SAL &ACL Trains to New York : LUSENET : ACL and SAL Railroads Historical Society : One Thread

When did the SAL and ACL start running their passenger trains through to New York and how did they get the PRR and the RF&P to agree to forward them there from Richmond?

-- John V. Pasquariello (GRIZZLETOAD@AOL.COM), August 08, 2000


Good information on the early days of ACL, SAL and RF&P service is to be found in the two Prince books on ACL and SAL, as well as several books written by Griffin on the RF&P. I believe the Prince books are available from the Society.

Through coach service is, as Tom Underwood stated, a product of the mid thirties. After all three roads upgraded their coaches starting in 1933, they began to advertise them as equal to or better than competing bus service. The SAL purchased 6 American Flyer coaches and 4 American Flyer combines in 1936 and started running them through to New York as part of the OBS and other trains. ACL did the same starting in 1938 when it received the last of its new heavyweight coaches in the 1116-1130 series. These cars were placed in service on the Vacationer, along with rebuilt coaches.

A big part of the problem with running through coaches to New York lay with the Pennsylvania Railroad. The electrification of the line north of Washington DC was completed in the period 1933-1934. Initially, PRR envisioned that the locomotive of choice was to be the P-5 electric. Unfortunately, this locomotive was a disappointment and the PRR had to limit the number of cars it could run on its trains until a replacement for the P-5 could be developed. The PRR tested several different locomotives until it settled on the GG-1 in late 1934-early 1935. Production of the GG-1 commenced that year, but it wass not until 1943 that all of the PRR's 139 GG-1's were placed in service. Thus, the PRR had capacity problems and had to limit the number of trains it could operate as well as the number of cars on each train. It did not have the capacity to operate the SAL and ACL trains as seperate consists. These trains ran combined with PRR consists, even when the trains were streamlined, in the 1930's, 1940's and 1950's. With limited capacity, the number of through coaches was strictly limited.

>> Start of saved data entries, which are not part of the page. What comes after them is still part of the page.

use crate::ai::{MoveSelector, TurnContext};
use crate::battle_logger::{BattleEvent, BattleLogger};
use crate::error::{BattleError, CreatureError};
use crate::model::Creature;
use tracing::{debug, info, warn};

/// Divides every hit; hit points and move power live on different scales.
pub const GLOBAL_DAMAGE_REDUCTION: u32 = 4;

#[derive(Copy, Clone, Debug, Eq, PartialEq)]
pub enum Side {
    First,
    Second,
}

impl Side {
    pub fn opponent(self) -> Side {
        match self {
            Side::First => Side::Second,
            Side::Second => Side::First,
        }
    }
}

#[derive(Clone, Debug, Default)]
pub struct BattleOptions {
    /// Abort with [`BattleError::TurnLimitExceeded`] once this many attacks
    /// have been made without a winner. `None` never gives up.
    pub max_turns: Option<u32>,
}

#[derive(Clone, Debug, PartialEq)]
pub struct BattleOutcome {
    pub winner: Side,
    pub winner_name: String,
    pub loser_name: String,
    pub winner_hp: i32,
    /// Attacks made before the loser's turn came up.
    pub turns: u32,
}

/// Result of a single [`Battle::step`].
#[derive(Clone, Debug, PartialEq)]
pub enum TurnReport {
    Attack(BattleEvent),
    Finished(BattleOutcome),
}

/// `floor(power * multiplier / GLOBAL_DAMAGE_REDUCTION)`.
pub fn compute_damage(power: u32, multiplier: f64) -> i32 {
    (power as f64 * multiplier / GLOBAL_DAMAGE_REDUCTION as f64).floor() as i32
}

/// Two creatures taking turns until one of them cannot act. The first
/// creature attacks first. Hit points are changed in place on the borrowed
/// creatures.
pub struct Battle<'a> {
    creatures: [&'a mut Creature; 2],
    turn: u32,
    to_act: Side,
    options: BattleOptions,
    logger: BattleLogger,
    outcome: Option<BattleOutcome>,
}

impl<'a> Battle<'a> {
    pub fn new(first: &'a mut Creature, second: &'a mut Creature, options: BattleOptions) -> Self {
        Self {
            creatures: [first, second],
            turn: 1,
            to_act: Side::First,
            options,
            logger: BattleLogger::new(),
            outcome: None,
        }
    }

    pub fn turn(&self) -> u32 {
        self.turn
    }

    pub fn to_act(&self) -> Side {
        self.to_act
    }

    pub fn creature(&self, side: Side) -> &Creature {
        match side {
            Side::First => &*self.creatures[0],
            Side::Second => &*self.creatures[1],
        }
    }

    pub fn outcome(&self) -> Option<&BattleOutcome> {
        self.outcome.as_ref()
    }

    pub fn is_finished(&self) -> bool {
        self.outcome.is_some()
    }

    pub fn logger(&self) -> &BattleLogger {
        &self.logger
    }

    pub fn into_logger(self) -> BattleLogger {
        self.logger
    }

    fn combatants(&mut self) -> (&mut Creature, &mut Creature) {
        let [first, second] = &mut self.creatures;
        match self.to_act {
            Side::First => (&mut **first, &mut **second),
            Side::Second => (&mut **second, &mut **first),
        }
    }

    /// Resolve the turn of the creature whose turn it is: either it attacks,
    /// or it is down and the battle ends.
    pub fn step(&mut self, selector: &mut dyn MoveSelector) -> Result<TurnReport, BattleError> {
        if self.outcome.is_some() {
            return Err(BattleError::Finished);
        }
        let turn = self.turn;
        let side = self.to_act;
        let limit = self.options.max_turns;
        let (attacker, defender) = self.combatants();

        if attacker.is_knocked_out() {
            attacker.clamp_fainted();
            let outcome = BattleOutcome {
                winner: side.opponent(),
                winner_name: defender.name().to_string(),
                loser_name: attacker.name().to_string(),
                winner_hp: defender.hit_points(),
                turns: turn - 1,
            };
            info!(
                winner = %outcome.winner_name,
                hp = outcome.winner_hp,
                turns = outcome.turns,
                "battle finished"
            );
            self.logger.record(BattleEvent::Win {
                winner: outcome.winner_name.clone(),
                winner_hp: outcome.winner_hp,
                loser: outcome.loser_name.clone(),
                turns: outcome.turns,
            });
            self.outcome = Some(outcome.clone());
            return Ok(TurnReport::Finished(outcome));
        }

        if let Some(limit) = limit {
            if turn > limit {
                return Err(BattleError::TurnLimitExceeded(limit));
            }
        }

        let multiplier = defender.damage_multipliers().get(attacker.element()).ok_or_else(|| {
            BattleError::MissingMultiplier {
                defender: defender.name().to_string(),
                attacker_type: attacker.element(),
            }
        })?;
        let available = attacker.available_moves();
        let turn_event = BattleEvent::Turn {
            turn,
            attacker: attacker.name().to_string(),
            attacker_hp: attacker.hit_points(),
            defender: defender.name().to_string(),
            defender_hp: defender.hit_points(),
            multiplier,
        };

        let ctx = TurnContext {
            turn,
            attacker: &*attacker,
            defender: &*defender,
            multiplier,
            available: &available,
        };
        let slot = loop {
            let slot = selector.select_move(&ctx)?;
            if available.contains(&slot) {
                break slot;
            }
            warn!(slot, attacker = %attacker.name(), ?available, "rejected move choice");
        };
        let (move_name, power) = attacker
            .moves()
            .get(slot)
            .map(|mv| (mv.name.clone(), mv.power))
            .ok_or(CreatureError::SlotOutOfRange(slot))?;

        let damage = compute_damage(power, multiplier);
        defender.take_damage(damage);
        debug!(
            turn,
            attacker = %attacker.name(),
            defender = %defender.name(),
            %move_name,
            damage,
            defender_hp = defender.hit_points(),
            "attack resolved"
        );
        let attack_event = BattleEvent::Attack {
            turn,
            attacker: attacker.name().to_string(),
            slot,
            move_name,
            damage,
            defender: defender.name().to_string(),
            defender_hp: defender.hit_points(),
        };

        self.logger.record(turn_event);
        self.logger.record(attack_event.clone());
        self.turn = self.turn.saturating_add(1);
        self.to_act = side.opponent();
        Ok(TurnReport::Attack(attack_event))
    }

    /// Step until one side wins.
    pub fn run(&mut self, selector: &mut dyn MoveSelector) -> Result<BattleOutcome, BattleError> {
        loop {
            if let TurnReport::Finished(outcome) = self.step(selector)? {
                return Ok(outcome);
            }
        }
    }
}

/// Fight `first` against `second` to the end; `first` attacks first.
pub fn resolve_battle(
    first: &mut Creature,
    second: &mut Creature,
    selector: &mut dyn MoveSelector,
    options: &BattleOptions,
) -> Result<BattleOutcome, BattleError> {
    let mut battle = Battle::new(first, second, options.clone());
    battle.run(selector)
}

#[cfg(test)]
mod tests {
    use super::*;

    #[test]
    fn damage_examples() {
        assert_eq!(compute_damage(40, 2.0), 20);
        assert_eq!(compute_damage(15, 0.5), 1);
        assert_eq!(compute_damage(100, 1.0), 25);
        assert_eq!(compute_damage(3, 1.0), 0);
        assert_eq!(compute_damage(0, 2.0), 0);
        assert_eq!(compute_damage(150, 0.0), 0);
    }

    #[test]
    fn damage_matches_floor_formula_on_a_grid() {
        let multipliers = [0.0, 0.25, 0.5, 1.0, 1.5, 2.0, 4.0];
        for power in 0..=200u32 {
            for &m in &multipliers {
                let expected = ((power as f64) * m / 4.0).floor() as i32;
                assert_eq!(compute_damage(power, m), expected, "power {power} x {m}");
            }
        }
    }

    #[test]
    fn turn_counter_stops_at_its_maximum() -> Result<(), BattleError> {
        use crate::ai::ScriptedSelector;
        use crate::model::{DamageMultipliers, Move, MoveSet};
        use crate::types::ElementType;

        let stalemate = |name: &str| {
            Creature::new(
                name,
                10,
                MoveSet::from_moves(vec![Move::new("Growl", 0)])?,
                ElementType::Normal,
                Some(DamageMultipliers::standard(ElementType::Normal)),
            )
        };
        let mut a = stalemate("A")?;
        let mut b = stalemate("B")?;
        let mut battle = Battle::new(&mut a, &mut b, BattleOptions::default());
        battle.turn = u32::MAX - 1;
        let mut selector = ScriptedSelector::default();
        for _ in 0..3 {
            assert!(matches!(battle.step(&mut selector)?, TurnReport::Attack(_)));
        }
        assert_eq!(battle.turn(), u32::MAX);
        assert!(!battle.is_finished());
        Ok(())
    }

    #[test]
    fn opponent_flips_sides() {
        assert_eq!(Side::First.opponent(), Side::Second);
        assert_eq!(Side::Second.opponent(), Side::First);
    }
}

-- Michael W. Savchak (Savchak, August 09, 2000.

Further input to my previous posting... The Pullman Co. was running through sleeping cars from New York to Tampa over the SAL in December 1901, soon after the SAL reached Richmond. There is very little to indicate through coach service between New York and Florida until the advent of the lightweight trains around 1940. The ACL shows a through coach New York to Jacksonville on the PALMETTO LIMITED in November 1924, but this doesn't show up later. The SAL added through coaches to the ORANGE BLOSSOM SPECIAL in the mid-1930's, probably on account of the Depression times. Timetables all through the 1920's and 1930's indicate coach passengers had to change trains in Washington DC, nortbound or southbound. It took the advent of the dedicated lightweight trains to give coach passengers one seat from the Big Apple to the Sunshine State.

-- Tom Underwood (, August 09, 2000.

Several facts should be understood in finding an answer to your questions. First, the final stretch of track to be opened in the New York to Florida rail line was that between Alexandria and Quantico, Va., in July 1872. Obviously, there were no through trains prior to that date. Three weeks after the lines completion, through sleeping cars began running between Baltimore and Weldon, NC. The first train to run through from New York to Florida, the NEW YORK & FLORIDA SPECIAL, later the FLORIDA SPECIAL, an all Pullman train, began running January 10, 1888. A year later, the sleepers were running through to Boston. This is all on the ACL side south of Richmond. While the railroads south of Richmond were being advertised as the "Atlantic Coast Line", there was no ACL company until c.1900. Next, the Seaboard Air Line RR was not completed into Richmond until May 1900. I do not have a date as to when sleepers began running from the SAL to NY, but would suspect it was soon after connection was made with the RF&P. Note that all this through running is by Pullman sleeping cars. It would appear that through running of coaches did not start until after World War I, unless someone has better information than I've found. As to agreement of through running, initially this was done by the Pullman Co. who petitioned each railroad to run through cars. Also, until circa 1906, the RF&P was controlled by the same money that controlled the "ACL" line of railroads. It was PRR money that completed the line from Alexandria to Quantico to secure the freight business from the south. Thus, with Pullman and PRR, through running was just good business sense.

-- Tom Underwood (, August 09, 2000.